Hamada et al, Global regulation of X chromosomal genes by the MSL complex in Drosophila melanogaster, Genes & Development, 2005
Abstract: A long-standing model postulates that X-chromosome dosage compensation in Drosophila occurs by twofold up-regulation of the single male X, but previous data cannot exclude an alternative model, in which male autosomes are down-regulated to balance gene expression. To distinguish between the two models, we used RNA interference to deplete Male-Specific Lethal (MSL) complexes from male-like tissue culture cells. We found that expression of many genes from the X chromosome decreased, while expression from the autosomes was largely unchanged. We conclude that the primary role of the MSL complex is to up-regulate the male X chromosome.

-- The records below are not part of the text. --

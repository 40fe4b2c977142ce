use std::sync::{Arc, Mutex};
use std::time::Duration;

use async_trait::async_trait;

use fbstream::config::{EngineScriptsConfig, TokenConfig};
use fbstream::errors::{PlaybackError, PlaybackResult};
use fbstream::models::StreamDescriptor;
use fbstream::playback::{
    DecodeAdapter, DecodePath, EngineBootstrap, EngineComponent, EngineEventKind, EngineEvents,
    EngineRequest, MediaBackend, MediaEngine, PlaybackSessionController, PlayerOptions,
    ScriptLoader, SessionState,
};
use fbstream::streaming::{AuthTokenGenerator, ClientProfile, ContainerFormat};

const DESKTOP_UA: &str = "Mozilla/5.0 (Windows NT 10.0; Win64; x64)";
const IPHONE_UA: &str = "Mozilla/5.0 (iPhone; CPU iPhone OS 17_5 like Mac OS X)";

type Log = Arc<Mutex<Vec<String>>>;

#[derive(Default)]
struct RecordingBackend {
    log: Log,
    native_manifest: bool,
    events: Mutex<Vec<EngineEvents>>,
}

impl RecordingBackend {
    fn entries(&self) -> Vec<String> {
        self.log.lock().unwrap().clone()
    }

    fn events_for(&self, generation: u64) -> EngineEvents {
        self.events
            .lock()
            .unwrap()
            .iter()
            .find(|e| e.generation() == generation)
            .cloned()
            .unwrap()
    }
}

struct RecordingEngine {
    generation: u64,
    url: String,
    log: Log,
}

impl MediaEngine for RecordingEngine {
    fn url(&self) -> &str {
        &self.url
    }

    fn play(&mut self) -> PlaybackResult<()> {
        self.log.lock().unwrap().push(format!("play {}", self.generation));
        Ok(())
    }

    fn pause(&mut self) -> PlaybackResult<()> {
        self.log.lock().unwrap().push(format!("pause {}", self.generation));
        Ok(())
    }

    fn destroy(&mut self) {
        self.log
            .lock()
            .unwrap()
            .push(format!("destroy engine {}", self.generation));
    }
}

struct RecordingAdapter {
    path: DecodePath,
    log: Log,
}

impl DecodeAdapter for RecordingAdapter {
    fn path(&self) -> DecodePath {
        self.path
    }

    fn attach(&mut self, _url: &str) -> PlaybackResult<()> {
        self.log.lock().unwrap().push(format!("attach {}", self.path));
        Ok(())
    }

    fn destroy(&mut self) {
        self.log.lock().unwrap().push(format!("destroy {}", self.path));
    }
}

impl MediaBackend for RecordingBackend {
    fn native_manifest(&self) -> bool {
        self.native_manifest
    }

    fn create_engine(
        &self,
        request: &EngineRequest,
        events: EngineEvents,
    ) -> PlaybackResult<Box<dyn MediaEngine>> {
        let generation = events.generation();
        self.log.lock().unwrap().push(format!(
            "create engine {} {} {}",
            generation, request.container, request.decode_path
        ));
        self.events.lock().unwrap().push(events);
        Ok(Box::new(RecordingEngine {
            generation,
            url: request.url.clone(),
            log: self.log.clone(),
        }))
    }

    fn create_adapter(&self, path: DecodePath) -> PlaybackResult<Box<dyn DecodeAdapter>> {
        Ok(Box::new(RecordingAdapter {
            path,
            log: self.log.clone(),
        }))
    }
}

/// Loads everything except the listed components
struct FakeLoader {
    missing: Vec<EngineComponent>,
}

#[async_trait]
impl ScriptLoader for FakeLoader {
    async fn load(&self, component: EngineComponent, _url: &str) -> Result<(), String> {
        if self.missing.contains(&component) {
            Err("404".to_string())
        } else {
            Ok(())
        }
    }
}

fn bootstrap() -> EngineBootstrap {
    EngineBootstrap::new(EngineScriptsConfig {
        player: vec!["https://cdn.example/player.js".to_string()],
        manifest_adapter: vec!["https://cdn.example/manifest.js".to_string()],
        segment_adapter: vec!["https://cdn.example/segment.js".to_string()],
    })
}

fn controller(backend: Arc<RecordingBackend>, user_agent: &str) -> PlaybackSessionController {
    PlaybackSessionController::new(
        backend,
        PlayerOptions::default(),
        AuthTokenGenerator::from_config(&TokenConfig::default()).unwrap(),
        ClientProfile::from_user_agent(user_agent),
    )
}

async fn ready_controller(
    backend: Arc<RecordingBackend>,
    user_agent: &str,
    missing: Vec<EngineComponent>,
) -> PlaybackSessionController {
    let mut session = controller(backend, user_agent);
    session
        .initialize(&bootstrap(), &FakeLoader { missing })
        .await
        .unwrap();
    session
}

fn auth_key(url: &str) -> &str {
    url.split("auth_key=").nth(1).unwrap()
}

#[tokio::test]
async fn test_previous_engine_released_before_next_is_built() {
    let backend = Arc::new(RecordingBackend::default());
    let mut session = ready_controller(backend.clone(), DESKTOP_UA, vec![]).await;
    assert_eq!(session.state(), SessionState::Ready);

    let first = session
        .select_stream(&StreamDescriptor::new("C HD", "4411"))
        .unwrap();
    assert_eq!(first.container, ContainerFormat::RawSegment);
    assert_eq!(session.state(), SessionState::Playing);

    let second = session
        .select_stream(&StreamDescriptor::new("V SD", "4411"))
        .unwrap();
    assert_eq!(second.container, ContainerFormat::Manifest);

    assert_eq!(
        backend.entries(),
        vec![
            "create engine 1 flv segment-adapter",
            "attach segment-adapter",
            "destroy segment-adapter",
            "destroy engine 1",
            "create engine 2 m3u8 manifest-adapter",
            "attach manifest-adapter",
        ]
    );

    // One token per session
    assert_eq!(auth_key(&first.url), auth_key(&second.url));

    session.teardown();
    assert_eq!(session.state(), SessionState::Destroyed);
    assert_eq!(
        backend.entries()[6..],
        ["destroy manifest-adapter", "destroy engine 2"]
    );

    assert_eq!(
        session.select_stream(&StreamDescriptor::new("V SD", "4411")),
        Err(PlaybackError::SessionDestroyed)
    );
    session.teardown();
    assert_eq!(backend.entries().len(), 8);
}

#[tokio::test]
async fn test_apple_client_uses_native_manifests() {
    let backend = Arc::new(RecordingBackend {
        native_manifest: true,
        ..Default::default()
    });
    let mut session = ready_controller(
        backend.clone(),
        IPHONE_UA,
        vec![EngineComponent::ManifestAdapter, EngineComponent::SegmentAdapter],
    )
    .await;

    let resolved = session
        .select_stream(&StreamDescriptor::new("C SD", "77"))
        .unwrap();
    assert!(resolved.url.starts_with("https://pull.dangaoka.com/live/stream-77_lsd.m3u8"));
    assert_eq!(session.active_decode_path(), Some(DecodePath::NativeManifest));
    assert_eq!(backend.entries(), vec!["create engine 1 m3u8 native-manifest"]);
}

#[tokio::test]
async fn test_missing_adapter_rejects_format_and_clears_engine() {
    let backend = Arc::new(RecordingBackend::default());
    let mut session = ready_controller(
        backend.clone(),
        DESKTOP_UA,
        vec![EngineComponent::SegmentAdapter],
    )
    .await;

    session
        .select_stream(&StreamDescriptor::new("V HD", "1"))
        .unwrap();
    let err = session
        .select_stream(&StreamDescriptor::new("C HD", "1"))
        .unwrap_err();

    assert!(matches!(
        err,
        PlaybackError::UnsupportedFormat {
            format: ContainerFormat::RawSegment,
            ..
        }
    ));
    assert_eq!(session.state(), SessionState::Ready);
    assert_eq!(session.last_error(), Some(&err));
    assert_eq!(session.active_url(), None);
    assert_eq!(
        backend.entries().last().map(String::as_str),
        Some("destroy engine 1")
    );
}

#[tokio::test]
async fn test_player_script_failure_leaves_session_uninitialized() {
    let backend = Arc::new(RecordingBackend::default());
    let mut session = controller(backend, DESKTOP_UA);

    let err = session
        .initialize(
            &bootstrap(),
            &FakeLoader {
                missing: vec![EngineComponent::Player],
            },
        )
        .await
        .unwrap_err();

    assert!(matches!(err, PlaybackError::EngineLoadFailed { .. }));
    assert_eq!(session.state(), SessionState::Uninitialized);
    assert!(matches!(
        session.select_stream(&StreamDescriptor::new("V HD", "1")),
        Err(PlaybackError::NotReady { .. })
    ));

    // A retry with working scripts succeeds
    session
        .initialize(&bootstrap(), &FakeLoader { missing: vec![] })
        .await
        .unwrap();
    assert_eq!(session.state(), SessionState::Ready);
}

#[tokio::test]
async fn test_events_from_replaced_engine_are_ignored() {
    let backend = Arc::new(RecordingBackend::default());
    let mut session = ready_controller(backend.clone(), DESKTOP_UA, vec![]).await;

    session
        .select_stream(&StreamDescriptor::new("V HD", "1"))
        .unwrap();
    let stale = backend.events_for(1);
    session
        .select_stream(&StreamDescriptor::new("V SD", "1"))
        .unwrap();
    let current = backend.events_for(2);

    stale.emit(EngineEventKind::Error("late failure".to_string()));
    stale.emit(EngineEventKind::Pause);
    assert_eq!(session.drain_events(), 2);
    assert_eq!(session.state(), SessionState::Playing);
    assert!(session.last_error().is_none());

    current.emit(EngineEventKind::Error("network".to_string()));
    session.next_event().await.unwrap();
    assert_eq!(session.state(), SessionState::Playing);
    assert_eq!(
        session.last_error(),
        Some(&PlaybackError::PlaybackEngineError {
            message: "network".to_string()
        })
    );

    current.emit(EngineEventKind::Destroy);
    session.drain_events();
    assert_eq!(session.state(), SessionState::Ready);
    assert_eq!(session.active_url(), None);
}

#[tokio::test]
async fn test_pause_play_and_reload() {
    let backend = Arc::new(RecordingBackend::default());
    let mut session = ready_controller(backend.clone(), DESKTOP_UA, vec![]).await;

    assert!(matches!(session.reload(), Err(PlaybackError::NotReady { .. })));

    session
        .select_stream(&StreamDescriptor::new("Backup", "https://cdn.example/live/match.mp4"))
        .unwrap();
    assert_eq!(session.active_decode_path(), Some(DecodePath::Direct));

    session.pause().unwrap();
    assert_eq!(session.state(), SessionState::Paused);
    session.play().unwrap();
    assert_eq!(session.state(), SessionState::Playing);

    session.reload().unwrap();
    assert_eq!(
        session.active_url(),
        Some("https://cdn.example/live/match.mp4")
    );
    assert_eq!(
        backend.entries(),
        vec![
            "create engine 1 native direct",
            "pause 1",
            "play 1",
            "destroy engine 1",
            "create engine 2 native direct",
        ]
    );
}

#[tokio::test]
async fn test_dropping_controller_releases_adapter_then_engine() {
    let backend = Arc::new(RecordingBackend::default());
    let mut session = ready_controller(backend.clone(), DESKTOP_UA, vec![]).await;
    session
        .select_stream(&StreamDescriptor::new("V HD", "3"))
        .unwrap();
    assert_eq!(session.state(), SessionState::Playing);

    drop(session);

    assert_eq!(
        backend.entries(),
        vec![
            "create engine 1 m3u8 manifest-adapter",
            "attach manifest-adapter",
            "destroy manifest-adapter",
            "destroy engine 1",
        ]
    );
}

#[tokio::test(start_paused = true)]
async fn test_data_usage_counts_playing_time_only() {
    let backend = Arc::new(RecordingBackend::default());
    let mut session = ready_controller(backend.clone(), DESKTOP_UA, vec![]).await;

    tokio::time::sleep(Duration::from_secs(10)).await;
    assert_eq!(session.data_usage().played, Duration::ZERO);

    session
        .select_stream(&StreamDescriptor::new("V HD", "3"))
        .unwrap();
    tokio::time::sleep(Duration::from_secs(8)).await;
    session.pause().unwrap();
    tokio::time::sleep(Duration::from_secs(60)).await;
    session.play().unwrap();
    tokio::time::sleep(Duration::from_secs(4)).await;

    // Switching streams keeps the running total
    session
        .select_stream(&StreamDescriptor::new("V SD", "3"))
        .unwrap();
    tokio::time::sleep(Duration::from_secs(4)).await;

    backend
        .events_for(2)
        .emit(EngineEventKind::Buffered(Duration::from_secs(20)));
    session.drain_events();

    let usage = session.data_usage();
    assert_eq!(usage.played, Duration::from_secs(16));
    assert_eq!(usage.played_mb, 4.0);
    assert_eq!(usage.buffered_mb, 5.0);

    session.teardown();
    tokio::time::sleep(Duration::from_secs(30)).await;
    assert_eq!(session.data_usage().played, Duration::from_secs(16));
}
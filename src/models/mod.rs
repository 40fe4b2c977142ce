//! Domain models shared by the directory, schedule and streaming layers.

pub mod filters;
pub mod fixture;

pub use filters::{FixtureFilters, StatusFilter};
pub use fixture::{Fixture, MatchStatus, PLACEHOLDER_IMAGE, StreamDescriptor};
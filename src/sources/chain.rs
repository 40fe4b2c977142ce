use std::sync::Arc;

use tracing::{debug, warn};

use crate::config::SourceConfig;
use crate::errors::{DirectoryError, DirectoryResult};
use crate::models::Fixture;

use super::github::{GithubContentsSource, GithubRawSource};
use super::placeholder::PlaceholderSource;
use super::traits::FixtureSource;

/// Fixtures together with the source that produced them
#[derive(Debug, Clone, PartialEq)]
pub struct FetchOutcome {
    pub fixtures: Vec<Fixture>,
    pub source_name: String,
    pub is_placeholder: bool,
}

/// Ordered list of sources; the first one to answer wins
#[derive(Clone, Default)]
pub struct FallbackChain {
    sources: Vec<Arc<dyn FixtureSource>>,
}

impl FallbackChain {
    pub fn new() -> Self {
        Self::default()
    }

    pub fn with_source<S: FixtureSource + 'static>(mut self, source: S) -> Self {
        self.sources.push(Arc::new(source));
        self
    }

    /// Contents API, then raw file, then (if enabled) the built-in samples
    pub fn from_config(config: &SourceConfig) -> DirectoryResult<Self> {
        let mut chain = Self::new()
            .with_source(GithubContentsSource::new(config)?)
            .with_source(GithubRawSource::new(config)?);
        if config.placeholder_fallback {
            chain = chain.with_source(PlaceholderSource::new());
        }
        Ok(chain)
    }

    pub fn source_names(&self) -> Vec<String> {
        self.sources.iter().map(|s| s.name().to_string()).collect()
    }

    /// Try each source once, in order
    pub async fn fetch(&self) -> DirectoryResult<FetchOutcome> {
        let mut failures = Vec::new();
        for source in &self.sources {
            match source.fetch_fixtures().await {
                Ok(fixtures) => {
                    debug!(
                        "Source {} answered with {} fixtures",
                        source.name(),
                        fixtures.len()
                    );
                    return Ok(FetchOutcome {
                        fixtures,
                        source_name: source.name().to_string(),
                        is_placeholder: source.is_placeholder(),
                    });
                }
                Err(e) => {
                    warn!("Fixture source {} failed, trying next: {}", source.name(), e);
                    failures.push(e.to_string());
                }
            }
        }
        Err(DirectoryError::DirectoryUnavailable {
            message: if failures.is_empty() {
                "no fixture sources configured".to_string()
            } else {
                failures.join("; ")
            },
        })
    }
}

impl std::fmt::Debug for FallbackChain {
    fn fmt(&self, f: &mut std::fmt::Formatter<'_>) -> std::fmt::Result {
        f.debug_struct("FallbackChain")
            .field("sources", &self.source_names())
            .finish()
    }
}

Tian et al, Discovering statistically significant pathways in expression profiling studies, Proc Natl Acad Sci USA, 2005
Abstract: Accurate and rapid identification of perturbed pathways through the analysis of genome-wide expression profiles facilitates the generation of biological hypotheses. We propose a statistical framework for determining whether a specified group of genes for a pathway has a coordinated association with a phenotype of interest. Several issues on proper hypothesis-testing procedures are clarified. In particular, it is shown that the differences in the correlation structure of each set of genes can lead to a biased comparison among gene sets unless a normalization procedure is applied. We propose statistical tests for two important but different aspects of association for each group of genes. This approach has more statistical power than currently available methods and can result in the discovery of statistically significant pathways that are not detected by other methods. This method is applied to data sets involving diabetes, inflammatory myopathies, and Alzheimer's disease, using gene sets we compiled from various public databases. In the case of inflammatory myopathies, we have correctly identified the known cytotoxic T lymphocyte-mediated autoimmunity in inclusion body myositis. Furthermore, we predicted the presence of dendritic cells in inclusion body myositis and of an IFN-alpha/beta response in dermatomyositis, neither of which was previously described. These predictions have been subsequently corroborated by immunohistochemistry.

Lai et al, Comparative analysis of algorithms for identifying amplifications and deletions in array CGH data, Bioinformatics, 2005
Abstract: MOTIVATION: Array Comparative Genomic Hybridization (CGH) can reveal chromosomal aberrations in the genomic DNA. These amplifications and deletions at the DNA level are important in the pathogenesis of cancer and other diseases. While a large number of approaches have been proposed for analyzing the large array CGH datasets, the relative merits of these methods in practice are not clear. RESULTS: We compare 11 different algorithms for analyzing array CGH data. These include both segment detection methods and smoothing methods, based on diverse techniques such as mixture models, Hidden Markov Models, maximum likelihood, regression, wavelets and genetic algorithms. We compute the Receiver Operating Characteristic (ROC) curves using simulated data to quantify sensitivity and specificity for various levels of signal-to-noise ratio and different sizes of abnormalities. We also characterize their performance on chromosomal regions of interest in a real dataset obtained from patients with Glioblastoma Multiforme. While comparisons of this type are difficult due to possibly sub-optimal choice of parameters in the methods, they nevertheless reveal general characteristics that are helpful to the biological investigator.